Fusarelli in his interview said his visit to the Holy Land had been planned for over a year, before Hamas’s Oct. 7, 2023, attack, and that the idea was originally to send a much larger group, however, due to the current situation, only the vicar general of the Franciscans accompanied him.

He said he made the decision to continue with the trip because, “having considered that the friars, the Christians, live here in danger every day, I thought that I could come for a few days as well.”

“It is important to come to the Holy Land not only once every six years, but more regularly, to accompany this presence. I cannot solve anything, but I can be here, and this is very important,” he said.

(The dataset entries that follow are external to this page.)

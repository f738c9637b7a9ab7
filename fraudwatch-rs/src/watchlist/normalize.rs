//! Converts raw phone numbers and customer id cells into their canonical forms.
//!
//! Phone numbers arrive in two shapes: with the national trunk prefix ("01112223334") or
//! without it ("1112223334"). Internally all lookups use the 10 digit form (the **canonical
//! phone**) and only the presentation re-adds the leading zero. This is a lossy heuristic
//! for one country's dialing convention and not a full E.164 parser. Therefore it is only
//! accessed via the [PhoneFormat] trait, so that another convention can be plugged into the
//! [SnapshotBuilder](crate::watchlist::snapshot::SnapshotBuilder) and the
//! [QueryEngine](crate::watchlist::query::QueryEngine) without touching either.
//!
//! # Examples
//!
//! ```
//! # use fraudwatch::watchlist::normalize::{display_phone, normalize_phone, parse_customer_id_cell};
//! assert_eq!(normalize_phone(" 01234567890 "), "1234567890");
//! assert_eq!(display_phone("1234567890"), "01234567890");
//! assert_eq!(parse_customer_id_cell("[C1, C2,C3]"), vec!["C1", "C2", "C3"]);
//! ```

/// Determines how phone numbers are canonicalized and presented.
pub trait PhoneFormat: Send + Sync {
    /// Transforms a raw phone number into the key used for lookups.
    fn normalize(&self, raw: &str) -> String;

    /// Transforms a canonical (or raw) phone number into its presentation form.
    fn display(&self, phone: &str) -> String;
}

/// Implements the national dialing convention: 11 digits with a leading trunk prefix "0" or
/// 10 digits without.
#[derive(Default, Debug, Clone, Copy)]
pub struct TrunkPrefixFormat;

impl PhoneFormat for TrunkPrefixFormat {
    fn normalize(&self, raw: &str) -> String {
        normalize_phone(raw)
    }

    fn display(&self, phone: &str) -> String {
        display_phone(phone)
    }
}

/// Trims the given phone number and strips the trunk prefix of an 11 character number.
///
/// Everything else (including non-numeric input) is returned trimmed but otherwise unchanged.
pub fn normalize_phone(raw: &str) -> String {
    let phone = raw.trim();
    if phone.starts_with('0') && phone.chars().count() == 11 {
        phone[1..].to_owned()
    } else {
        phone.to_owned()
    }
}

/// Prefixes a 10 character phone number with "0" and leaves everything else untouched.
pub fn display_phone(phone: &str) -> String {
    if phone.chars().count() == 10 {
        format!("0{}", phone)
    } else {
        phone.to_owned()
    }
}

/// Splits a cell like "[C1, C2\nC3]" into its customer ids.
///
/// One enclosing pair of brackets is removed (each side independently), commas and line breaks
/// act as separators just like any other whitespace. Empty tokens are dropped, duplicates and
/// the original order are kept.
pub fn parse_customer_id_cell(raw: &str) -> Vec<String> {
    let cell = raw.trim();
    let cell = cell.strip_prefix('[').unwrap_or(cell);
    let cell = cell.strip_suffix(']').unwrap_or(cell);

    cell.split(|ch: char| ch == ',' || ch.is_whitespace())
        .filter(|id| !id.is_empty())
        .map(str::to_owned)
        .collect()
}

#[cfg(test)]
mod tests {
    use crate::watchlist::normalize::{
        display_phone, normalize_phone, parse_customer_id_cell, PhoneFormat, TrunkPrefixFormat,
    };

    #[test]
    fn phones_with_trunk_prefix_are_shortened() {
        assert_eq!(normalize_phone("01234567890"), "1234567890");
        assert_eq!(normalize_phone("  01234567890\n"), "1234567890");
    }

    #[test]
    fn other_phones_are_only_trimmed() {
        assert_eq!(normalize_phone("1234567890"), "1234567890");
        assert_eq!(normalize_phone(" 012345678 "), "012345678");
        assert_eq!(normalize_phone("11234567890"), "11234567890");
        assert_eq!(normalize_phone("012345678901"), "012345678901");
        assert_eq!(normalize_phone("0abcdefghij"), "abcdefghij");
        assert_eq!(normalize_phone("C100"), "C100");
        assert_eq!(normalize_phone(""), "");
    }

    #[test]
    fn display_re_adds_the_trunk_prefix() {
        assert_eq!(display_phone("1234567890"), "01234567890");
        assert_eq!(display_phone("01234567890"), "01234567890");
        assert_eq!(display_phone("C100"), "C100");
        assert_eq!(display_phone(""), "");
    }

    #[test]
    fn customer_id_cells_are_split() {
        assert_eq!(parse_customer_id_cell("[C1, C2,C3]"), vec!["C1", "C2", "C3"]);
        assert_eq!(parse_customer_id_cell("[C100 C101]"), vec!["C100", "C101"]);
        assert_eq!(
            parse_customer_id_cell(" C1\nC2 ,, C1 "),
            vec!["C1", "C2", "C1"]
        );
        assert_eq!(parse_customer_id_cell("[C1"), vec!["C1"]);
        assert_eq!(parse_customer_id_cell("C1]"), vec!["C1"]);
    }

    #[test]
    fn empty_customer_id_cells_yield_nothing() {
        assert_eq!(parse_customer_id_cell("").is_empty(), true);
        assert_eq!(parse_customer_id_cell("[]").is_empty(), true);
        assert_eq!(parse_customer_id_cell(" [ , ] ").is_empty(), true);
    }

    #[test]
    fn trunk_prefix_format_delegates() {
        let format = TrunkPrefixFormat;
        assert_eq!(format.normalize("01112223334"), "1112223334");
        assert_eq!(format.display("1112223334"), "01112223334");
    }
}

Fusarelli stressed the importance of dialogue, saying both sides “must be ready to lose something, each one must be ready to take a step back, and this seems very difficult to me at the present time.”

To this end, he recalled how Saint Francis of Assisi met with the Sultan of Egypt on a bloody battlefield in 1219, in a bid to urge dialogue and bring peace at the height of the Crusades.

“Francis was willing to find in this man a positive word and the Sultan was also open to Francis: this allowed their encounter,” Fusarelli said, noting that the battle continued, so nothing was solved immediately, but the ability of both men to meet and take a step back “was so decisive that we are still talking about it today.”

If Saint Francis were on the battlefield today, he said, “he would try to help everyone take a step back and look at the good of these peoples and this land.”

Noting that this year marks the 800th of Saint Francis receiving the stigmata, the wounds of Jesus Christ, on his own body, Fusarelli said this holds significance given the wounds currently being inflicted on the Holy Land.

“Francis received the wounds of the Lord and like Jesus, remained wounded. Jesus always carried in himself the marks of the Passion, the Resurrection did not cancel the wounds,” he said, noting that for Saint Francis, the stigmata was a sign that “the wounds of our human condition remain.”

Christians must learn to live “in a reality full of stigmata, of wounds and through the new eyes of the faith,” Fusarelli said, saying he sees this new faith in the love his fellow friars show to the people of the Holy Land by “staying there, close to these people and loving them.”

“People understand this language straight away,” he said, saying there is also a need to “denounce” and offer words of peace “for those who cannot speak and without a voice because nobody listens to them,” including the poor.

Only then, he said, can they begin “to do works of peace, concrete signs of peace inside and through the wounds.”